Fallait-il renforcer le Pacte de stabilité et de croissance ?

par Jérôme Creel, Paul Hubert et Francesco Saraceno

 

La crise budgétaire européenne et l’exigence de réduire les niveaux de dette publique qui a suivie ont accéléré l’adoption d’une série de réformes des règles budgétaires européennes à la fin de l’année 2011. Deux règles ont été introduites afin de renforcer le pacte de stabilité et de croissance (PSC).
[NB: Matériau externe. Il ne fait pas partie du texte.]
//! Caller identity handed to the engine by the authentication collaborator.
//!
//! SYSTEM CONTEXT
//! ==============
//! Sign-in itself happens elsewhere. The engine only needs to know *who* is
//! signed in right now: the submitter gates edits on it and the feed uses it
//! to announce presence. [`AuthState`] is the writer side, [`Session`] the
//! cheap read handle given to engine components.

#[cfg(test)]
#[path = "auth_test.rs"]
mod auth_test;

use serde::{Deserialize, Serialize};
use tokio::sync::watch;

/// Opaque user id plus display email.
#[derive(Clone, Debug, PartialEq, Eq, Hash, Serialize, Deserialize)]
pub struct Identity {
    pub user_id: String,
    pub email: String,
}

impl Identity {
    pub fn new(user_id: impl Into<String>, email: impl Into<String>) -> Self {
        Self { user_id: user_id.into(), email: email.into() }
    }
}

/// Holder of the currently signed-in identity.
#[derive(Debug)]
pub struct AuthState {
    tx: watch::Sender<Option<Identity>>,
}

impl AuthState {
    /// Start signed out.
    #[must_use]
    pub fn new() -> Self {
        let (tx, _rx) = watch::channel(None);
        Self { tx }
    }

    #[must_use]
    pub fn signed_in(identity: Identity) -> Self {
        let (tx, _rx) = watch::channel(Some(identity));
        Self { tx }
    }

    pub fn sign_in(&self, identity: Identity) {
        self.tx.send_replace(Some(identity));
    }

    pub fn sign_out(&self) {
        self.tx.send_replace(None);
    }

    #[must_use]
    pub fn current(&self) -> Option<Identity> {
        self.tx.borrow().clone()
    }

    /// Read handle that follows later sign-in / sign-out calls.
    #[must_use]
    pub fn session(&self) -> Session {
        Session { rx: self.tx.subscribe() }
    }
}

impl Default for AuthState {
    fn default() -> Self {
        Self::new()
    }
}

/// Read-only view of [`AuthState`].
#[derive(Clone, Debug)]
pub struct Session {
    rx: watch::Receiver<Option<Identity>>,
}

impl Session {
    /// A session that is never signed in.
    #[must_use]
    pub fn anonymous() -> Self {
        let (_tx, rx) = watch::channel(None);
        Self { rx }
    }

    #[must_use]
    pub fn current(&self) -> Option<Identity> {
        self.rx.borrow().clone()
    }

    #[must_use]
    pub fn is_authenticated(&self) -> bool {
        self.rx.borrow().is_some()
    }
}
//! WebSocket handler: binary frame relay.
//!
//! DESIGN
//! ======
//! On upgrade, generates a client ID, registers an outgoing queue and enters
//! a `select!` loop:
//! - Incoming client frames → decode + dispatch by syscall
//! - Broadcast frames from services → forward to client
//!
//! Every message is one protobuf-encoded `Frame` in a binary websocket
//! message. Clients only send `presence:heartbeat`; cell writes go through
//! `POST /api/cells` and come back to everyone as `cell:changed`.
//!
//! LIFECYCLE
//! =========
//! 1. Upgrade → send `session:connected` with the client ID in `from`,
//!    then a `presence:sync` with the current roster
//! 2. Heartbeats → roster update, `presence:sync` reply
//! 3. Close → unregister, release presence (`presence:leave` if last)

use axum::extract::State;
use axum::extract::ws::{Message, WebSocket, WebSocketUpgrade};
use axum::response::Response;
use frames::{CodecError, Frame, Payload, decode_frame, encode_frame, syscall, topic};
use tracing::{debug, info, warn};
use uuid::Uuid;

use crate::error::{ErrorCode, error_frame};
use crate::services::presence;
use crate::state::AppState;

// =============================================================================
// ERRORS
// =============================================================================

#[derive(Debug, thiserror::Error)]
enum InboundError {
    #[error("undecodable frame: {0}")]
    Decode(#[from] CodecError),
    #[error("unknown syscall: {0}")]
    UnknownSyscall(String),
    #[error("unexpected payload for {0}")]
    UnexpectedPayload(String),
}

impl ErrorCode for InboundError {
    fn error_code(&self) -> &'static str {
        match self {
            Self::Decode(_) => "E_DECODE",
            Self::UnknownSyscall(_) => "E_UNKNOWN_SYSCALL",
            Self::UnexpectedPayload(_) => "E_UNEXPECTED_PAYLOAD",
        }
    }
}

/// Per-connection bookkeeping.
struct Connection {
    client_id: Uuid,
    /// User announced by this connection's heartbeats.
    user_id: Option<String>,
}

// =============================================================================
// UPGRADE
// =============================================================================

pub async fn handle_ws(State(state): State<AppState>, ws: WebSocketUpgrade) -> Response {
    ws.on_upgrade(move |socket| run_ws(socket, state))
}

// =============================================================================
// CONNECTION
// =============================================================================

async fn run_ws(mut socket: WebSocket, state: AppState) {
    let mut conn = Connection { client_id: Uuid::new_v4(), user_id: None };
    let mut client_rx = state.register_client(conn.client_id).await;

    let welcome = Frame::request(syscall::SESSION_CONNECTED, Payload::Empty).with_from(conn.client_id.to_string());
    let sync = sync_frame(presence::roster(&state).await);
    if send_frame(&mut socket, &welcome).await.is_ok() && send_frame(&mut socket, &sync).await.is_ok() {
        info!(client_id = %conn.client_id, "ws: client connected");
        relay(&mut socket, &state, &mut conn, &mut client_rx).await;
    }

    state.unregister_client(conn.client_id).await;
    if let Some(user_id) = conn.user_id.take() {
        presence::release(&state, conn.client_id, &user_id).await;
    }
    info!(client_id = %conn.client_id, "ws: client disconnected");
}

async fn relay(
    socket: &mut WebSocket,
    state: &AppState,
    conn: &mut Connection,
    client_rx: &mut tokio::sync::mpsc::Receiver<Frame>,
) {
    loop {
        tokio::select! {
            msg = socket.recv() => {
                let Some(Ok(msg)) = msg else { break };
                match msg {
                    Message::Binary(bytes) => {
                        for frame in process_inbound(state, conn, &bytes).await {
                            if send_frame(socket, &frame).await.is_err() {
                                return;
                            }
                        }
                    }
                    Message::Close(_) => break,
                    _ => {}
                }
            }
            frame = client_rx.recv() => {
                // Sender dropped: the client was evicted for lagging.
                let Some(frame) = frame else {
                    warn!(client_id = %conn.client_id, "ws: evicted, closing");
                    break;
                };
                if send_frame(socket, &frame).await.is_err() {
                    break;
                }
            }
        }
    }
}

// =============================================================================
// FRAME DISPATCH
// =============================================================================

/// Decode and handle one inbound message; returns frames for the sender.
async fn process_inbound(state: &AppState, conn: &mut Connection, bytes: &[u8]) -> Vec<Frame> {
    let req = match decode_frame(bytes) {
        Ok(req) => req,
        Err(e) => {
            warn!(client_id = %conn.client_id, error = %e, "ws: invalid inbound frame");
            let err = InboundError::from(e);
            return vec![error_frame(&Frame::request(syscall::GATEWAY_ERROR, Payload::Empty), &err)];
        }
    };
    debug!(client_id = %conn.client_id, id = %req.id, syscall = %req.syscall, "ws: recv frame");

    match req.syscall.as_str() {
        syscall::PRESENCE_HEARTBEAT => handle_heartbeat(state, conn, &req).await,
        other => {
            warn!(client_id = %conn.client_id, syscall = %other, "ws: unknown syscall");
            vec![error_frame(&req, &InboundError::UnknownSyscall(other.to_owned()))]
        }
    }
}

async fn handle_heartbeat(state: &AppState, conn: &mut Connection, req: &Frame) -> Vec<Frame> {
    let Payload::Presence(payload) = &req.payload else {
        return vec![error_frame(req, &InboundError::UnexpectedPayload(req.syscall.clone()))];
    };

    // A connection that switches identity releases the previous one first.
    if let Some(previous) = conn.user_id.take_if(|id| *id != payload.user_id) {
        presence::release(state, conn.client_id, &previous).await;
    }

    match presence::heartbeat(state, conn.client_id, payload.clone()).await {
        Ok(roster) => {
            conn.user_id = Some(payload.user_id.clone());
            let mut sync = sync_frame(roster);
            sync.parent_id = Some(req.id.clone());
            vec![sync]
        }
        Err(e) => vec![error_frame(req, &e)],
    }
}

fn sync_frame(roster: Vec<frames::PresencePayload>) -> Frame {
    Frame::request(syscall::PRESENCE_SYNC, Payload::Roster(roster)).with_topic(topic::PRESENCE)
}

async fn send_frame(socket: &mut WebSocket, frame: &Frame) -> Result<(), axum::Error> {
    if frame.status == frames::Status::Error {
        warn!(id = %frame.id, syscall = %frame.syscall, "ws: send frame status=Error");
    } else {
        debug!(id = %frame.id, syscall = %frame.syscall, status = ?frame.status, "ws: send frame");
    }
    socket.send(Message::Binary(encode_frame(frame).into())).await
}

#[cfg(test)]
#[path = "ws_test.rs"]
mod ws_test;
Etant donné que de nombreux Etats membres de la zone euro ont des déficits structurels et des dettes publiques supérieurs aux seuils considérés, il nous a semblé intéressant d’évaluer les conséquences macroéconomiques du respect de ces règles budgétaires par 4 pays, dont la France. 

La limite actuelle de déficit public à 3% du PIB a été complétée par une limite sur le déficit structurel équivalant à 0,5% du PIB, et par une règle de réduction de la dette imposant aux pays fortement endettés de réduire chaque année leur taux d’endettement public d’1/20e de la différence vis-à-vis du niveau de référence de 60% du PIB. De plus, la limite de déficit structurel va au-delà de la règle des 3% car elle est associée à l’obligation d’incorporer une règle de budget équilibré et des mécanismes automatiques de retour à l’équilibre budgétaire dans la Constitution de chaque Etat membre de la zone euro. Par un malheureux abus de langage, elle est désormais souvent qualifiée de « règle d’or » [1]. Afin de distinguer la « règle d’or des finances publiques » appliquée par les régions françaises, les Länder allemands et, de 1997 à 2009, par le Royaume-Uni, nous qualifierons par la suite cette « règle de budget équilibré » de  « nouvelle règle d’or ».

Du fait de la crise financière internationale qui sévit depuis 2007, les Etats de la zone euro sont souvent loin de satisfaire aux exigences des nouvelles règles en vigueur. Cela pose donc la question des conséquences que le respect de ces règles imposerait à ces Etats.  Pour ce faire, nous avons choisi d’étudier les trajectoires de convergence aux différentes règles de quatre pays, représentatifs de la zone euro, à l’aide d’un modèle théorique standard.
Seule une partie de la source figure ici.